I encountered the wrath of Rome while writing Everything You Always Wanted to Know about the Catholic Church for Doubleday. Doubleday, at that time, was a publishing outlet for the Catholic Church through its imprint, Image Books, and an imprimatur was considered a prerequisite for publication. My clerical overseers found no fault with my handling of the evolution of doctrine and the matter of the pontiffs who later were decried as heretics. The problem arose with the subject of the Church's “temporalities.” I was told to expunge all references to the Vatican Bank, including the donation of Mussolini, the Ambrosiano affair, and the P2 scandal. These topics had garnered headlines throughout the world and to exclude them from a book with a tell-all title would be an act of obsequiousness that bordered on cowardice. I refused to make the suggested cuts and was supported in my decision by Patricia Kossman, my intrepid editor. In 1990, the work was published by Doubleday without a nihil obstat—the declaration that nothing about the work is contrary to the faith—despite the fact that it contained no canonical errata.

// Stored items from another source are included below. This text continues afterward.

//! Error types for the simulation core.
//!
//! Every error here is a programming error surfaced synchronously at the call
//! site. Absence (no component, no previous location) is never an error and is
//! reported through `Option` or an empty collection instead.

use thiserror::Error;

use crate::component::ComponentKind;
use crate::entity::EntityId;

/// Raised when a component cannot be filed under its declared kind.
#[derive(Debug, Error, Clone, PartialEq, Eq)]
pub enum ComponentError {
    /// Two different Rust types declared the same `ComponentKind` on one entity.
    #[error("component kind {kind:?} already holds `{existing}`, refusing `{incoming}`")]
    KindConflict {
        kind: ComponentKind,
        existing: &'static str,
        incoming: &'static str,
    },
    /// A game-defined type claimed one of the built-in families.
    #[error("component kind {kind:?} is reserved for sprig's own type, refusing `{incoming}`")]
    ReservedKind {
        kind: ComponentKind,
        incoming: &'static str,
    },
}

/// Raised for geometry the shape module does not know how to compare.
#[derive(Debug, Error, Clone, Copy, PartialEq, Eq)]
pub enum ShapeError {
    #[error("{operation} is not implemented between a {lhs} and a {rhs}")]
    Unsupported {
        operation: &'static str,
        lhs: &'static str,
        rhs: &'static str,
    },
}

/// Raised when a vector cannot be mapped onto a compass direction.
#[derive(Debug, Error, Clone, Copy, PartialEq)]
pub enum DirectionError {
    #[error("cannot classify direction of non-finite vector ({x}, {y})")]
    Unclassifiable { x: f32, y: f32 },
}

#[derive(Debug, Error, Clone, Copy, PartialEq, Eq)]
pub enum MapError {
    #[error("border width {width} is wider than the {columns}x{rows} map")]
    BorderTooWide {
        width: usize,
        columns: usize,
        rows: usize,
    },
    #[error("cell ({column}, {row}) is outside the {columns}x{rows} map")]
    OutOfBounds {
        column: usize,
        row: usize,
        columns: usize,
        rows: usize,
    },
}

/// Scene-level failures. Wraps the lower-level errors so callers can use `?`.
#[derive(Debug, Error, Clone, PartialEq, Eq)]
pub enum SceneError {
    #[error("entity {0:?} does not exist in this scene")]
    UnknownEntity(EntityId),
    #[error(transparent)]
    Component(#[from] ComponentError),
}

In subsequent years, I probed deeper into the affairs of Vatican, Inc., during my tenure as the editor and publisher of the Metro, and as a consultant (CI-9) for the FBI. My findings, including the ties between the Vatican and Gambino crime family, constituted the core of The Vatican Exposed: Money, Murder and the Mafia, which was published by Prometheus in 2001.
For the past fourteen years, I have been engaged in combing all available government records regarding the Vatican, the CIA, and the Mafia. The task has been grueling, since most of the files— even the files of Pope Paul VI, Michele Sindona, Roberto Calvi, Archbishop Paul Marcinkus and other individuals long dead—remain classified; any disclosure of their contents would represent a threat to “national security.” Fortunately, enough information has come to light in recent years that readers can obtain a complete account of the unholy alliance of Gladio.
Am I still a Catholic?
Suffice it to say, anyone who attempts to come to terms with the facts presented in these pages will have his faith in Holy Mother Church compromised, if not shattered.